Pior é quando os casos são contados na primeira pessoa, com a pretensão de acabar com a discussão. O narrador é a testemunha viva de si próprio, seu autotroféu, que carrega para todos os lados, numa mal disfarçada empáfia, em que diz “viu, com esforço todos conseguem”, embora no fundo queira dizer que ele próprio é o máximo, porque conseguiu o que os outros não conseguem.
Nessa posição ambígua, e porque sabe o quanto lutou, transforma sua história em baluarte contra qualquer política inclusiva.
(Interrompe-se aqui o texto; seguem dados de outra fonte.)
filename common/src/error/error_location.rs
use serde::Serialize;
use std::fmt::{Display, Formatter, Result as FormatResult};
use std::panic::Location as PanicLocation;

/// Source position captured where an error was constructed.
#[derive(Debug, Clone, Copy, PartialEq, Eq, Serialize)]
pub struct ErrorLocation {
    pub file: &'static str,
    pub line: u32,
    pub column: u32,
}

impl ErrorLocation {
    pub const fn from(location: &'static PanicLocation<'static>) -> Self {
        Self {
            file: location.file(),
            line: location.line(),
            column: location.column(),
        }
    }
}

impl Display for ErrorLocation {
    fn fmt(&self, formatter: &mut Formatter<'_>) -> FormatResult {
        write!(formatter, "[{}:{}:{}]", self.file, self.line, self.column)
    }
}
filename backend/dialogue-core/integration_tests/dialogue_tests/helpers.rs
//! Test helpers for dialogue server integration tests.
//!
//! This module provides utilities for testing the server over real TCP:
//! - Starting a server on an ephemeral loopback port
//! - Sending requests and reading single-read responses
//! - A fake auth peer serving the shared secret

use dialogue_core::auth::AuthGateway;
use dialogue_core::config::ServerConfig;
use dialogue_core::engine::Engine;
use dialogue_core::server::{ServerHandle, start_server};

use std::net::SocketAddr;
use std::time::Duration;

use tokio::io::{AsyncReadExt, AsyncWriteExt};
use tokio::net::TcpStream;
use tokio::time::{sleep, timeout};

/// Secret served by the fake auth peer.
pub const TEST_SECRET: &str = "integration-secret";

/// Upper bound for any single response in these tests.
pub const RESPONSE_TIMEOUT: Duration = Duration::from_secs(5);

/// Test helper: Start a server on an ephemeral port.
pub async fn start_test_server<E: Engine>(auth: AuthGateway, engine: E) -> ServerHandle {
    let config = ServerConfig {
        port: 0,
        ..ServerConfig::default()
    };
    start_test_server_with(config, auth, engine).await
}

/// Test helper: Start a server with an explicit config.
pub async fn start_test_server_with<E: Engine>(
    config: ServerConfig,
    auth: AuthGateway,
    engine: E,
) -> ServerHandle {
    start_server(config, auth, engine)
        .await
        .expect("Failed to start dialogue server")
}

/// Test helper: Open a client connection.
pub async fn connect(addr: SocketAddr) -> TcpStream {
    TcpStream::connect(addr)
        .await
        .expect("Failed to connect to dialogue server")
}

/// Test helper: Send one request and read one response.
pub async fn request(stream: &mut TcpStream, message: &str) -> String {
    stream
        .write_all(message.as_bytes())
        .await
        .expect("Failed to send request");
    read_response(stream).await
}

/// Test helper: Read one response. An empty string means the server closed
/// the connection.
pub async fn read_response(stream: &mut TcpStream) -> String {
    let mut buffer = vec![0u8; 4096];
    let read = timeout(RESPONSE_TIMEOUT, stream.read(&mut buffer))
        .await
        .expect("Timed out waiting for a response")
        // A reset counts as closed
        .unwrap_or(0);
    String::from_utf8_lossy(&buffer[..read]).into_owned()
}

/// Test helper: Wait until nothing accepts connections on `addr`.
pub async fn wait_until_refused(addr: SocketAddr) -> bool {
    for _ in 0..50 {
        if TcpStream::connect(addr).await.is_err() {
            return true;
        }
        sleep(Duration::from_millis(20)).await;
    }
    false
}

/// Test helper: Fake auth peer on a Unix socket. Answers every request with
/// `secret`. Returns the socket path; keep the `TempDir` alive.
#[cfg(unix)]
pub fn spawn_auth_peer(secret: &'static str) -> (tempfile::TempDir, String) {
    use tokio::net::UnixListener;

    let dir = tempfile::TempDir::new().expect("Failed to create temp dir");
    let path = dir.path().join("auth-peer.sock");
    let listener = UnixListener::bind(&path).expect("Failed to bind auth peer socket");

    tokio::spawn(async move {
        while let Ok((mut stream, _)) = listener.accept().await {
            let mut buffer = [0u8; 64];
            let _ = stream.read(&mut buffer).await;
            let _ = stream.write_all(secret.as_bytes()).await;
        }
    });

    let path = path.to_str().expect("Non UTF-8 temp path").to_string();
    (dir, path)
}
Afinal, se tanto ralou para obter o sucesso, por que motivo se justificaria dar moleza para os outros? “Eu vim da Restinga”, com o “eu” acentuado, transforma-se no grito de guerra de um meritocrata, que não tolera a ideia de que outra pessoa do bairro receba apoio de qualquer natureza para chegar aonde ele chegou.
Não vem ao caso se esse lugar é subalterno, o fato é que ele não precisou de ninguém para chegar lá, e por isso, na sua infinita inveja em relação aos competidores imaginários que poderão se aproveitar de algum estímulo para chegarem ao mesmo lugar, torce que as regras do jogo continuem eternamente excludentes.
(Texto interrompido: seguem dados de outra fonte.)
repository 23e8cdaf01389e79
pub mod error_location;
pub mod redact_error;
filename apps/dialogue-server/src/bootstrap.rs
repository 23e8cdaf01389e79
//! Process startup and shutdown.

use crate::cli::Cli;
use crate::error::DialogueServerError;
use crate::logger::{DEFAULT_LOG_LEVEL, initialize as LoggerInitialize};

use dialogue_core::auth::AuthGateway;
use dialogue_core::config::ServerConfig;
use dialogue_core::engine::EchoEngine;
use dialogue_core::error::CoreError;
use dialogue_core::server::start_server;

use common::ErrorLocation;

use std::fs::create_dir_all;
use std::panic::Location;
use std::path::{Path, PathBuf};

use log::info;
use tokio::signal::ctrl_c;

const APP_DIR_NAME: &str = "dialogue-server";
const LOG_DIR_NAME: &str = "logs";

/// Run the server until Ctrl-C.
///
/// Order: logger, config, auth channel, listener. The auth channel is
/// optional and never fatal; a bind failure is.
pub async fn run(cli: Cli) -> Result<(), DialogueServerError> {
    let log_dir = resolve_log_dir(cli.log_dir.as_deref())?;
    ensure_dir(&log_dir)?;
    LoggerInitialize(&log_dir, cli.log_level.unwrap_or(DEFAULT_LOG_LEVEL))?;

    info!("Dialogue server {} starting", env!("CARGO_PKG_VERSION"));
    info!("Log directory: {}", log_dir.display());

    let config_dir = resolve_config_dir(cli.config_dir.as_deref())?;
    let config = load_config(&config_dir, cli.port)?;

    let auth = AuthGateway::connect(cli.auth_pipe.as_deref(), config.auth_channel_timeout()).await;

    let handle = start_server(config, auth, EchoEngine)
        .await
        .map_err(CoreError::from)?;

    info!("Press Ctrl-C to stop");
    ctrl_c().await.map_err(|e| DialogueServerError::Startup {
        message: format!("Failed to listen for Ctrl-C: {e}"),
        location: ErrorLocation::from(Location::caller()),
    })?;

    info!("Interrupt received");
    handle.shutdown().await.map_err(CoreError::from)?;
    info!("Dialogue server stopped");

    Ok(())
}

/// Load `config.json` from `config_dir` and apply the CLI port override.
///
/// # Errors
///
/// Returns [`DialogueServerError::Config`] if the file is corrupt or the
/// resulting config is invalid.
pub fn load_config(
    config_dir: &Path,
    port_override: Option<u16>,
) -> Result<ServerConfig, DialogueServerError> {
    let mut config = ServerConfig::load(config_dir).map_err(CoreError::from)?;

    if let Some(port) = port_override {
        info!("Port overridden from command line: {port}");
        config.port = port;
    }

    config.validate().map_err(CoreError::from)?;
    Ok(config)
}

pub fn resolve_config_dir(explicit: Option<&Path>) -> Result<PathBuf, DialogueServerError> {
    match explicit {
        Some(dir) => Ok(dir.to_path_buf()),
        None => dirs::config_dir()
            .map(|dir| dir.join(APP_DIR_NAME))
            .ok_or_else(|| DialogueServerError::Startup {
                message: "No config directory available on this platform".to_string(),
                location: ErrorLocation::from(Location::caller()),
            }),
    }
}

pub fn resolve_log_dir(explicit: Option<&Path>) -> Result<PathBuf, DialogueServerError> {
    match explicit {
        Some(dir) => Ok(dir.to_path_buf()),
        None => dirs::data_local_dir()
            .map(|dir| dir.join(APP_DIR_NAME).join(LOG_DIR_NAME))
            .ok_or_else(|| DialogueServerError::Startup {
                message: "No local data directory available on this platform".to_string(),
                location: ErrorLocation::from(Location::caller()),
            }),
    }
}

fn ensure_dir(dir: &Path) -> Result<(), DialogueServerError> {
    create_dir_all(dir).map_err(|e| DialogueServerError::Startup {
        message: format!("Failed to create directory {}: {e}", dir.display()),
        location: ErrorLocation::from(Location::caller()),
    })
}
E o seu exemplo pessoal se sobrepõe a qualquer argumento contrário. “Se eu pude, os outros também podem”, insiste ele com essa sua modesta arrogância – ou seria modéstia arrogante? –, “sigam o meu exemplo”. A concessão máxima que faz é à ajuda divina, mas de novo como autolovação, porque Deus viu seus imensos méritos e o distinguiu entre tantos.
E segue sua vida de emergente deslumbrado, louvando a meritocracia e dando graças a Ele por ter saído da Restinga. A Restinga é a memória vaga de um passado indesejável de pobreza do qual se livrou. E os que lá ficaram? Virem-se: nosso meritocrata precisa que a Restinga e seus moradores continuem pobres, para servirem de tributo aos seus méritos.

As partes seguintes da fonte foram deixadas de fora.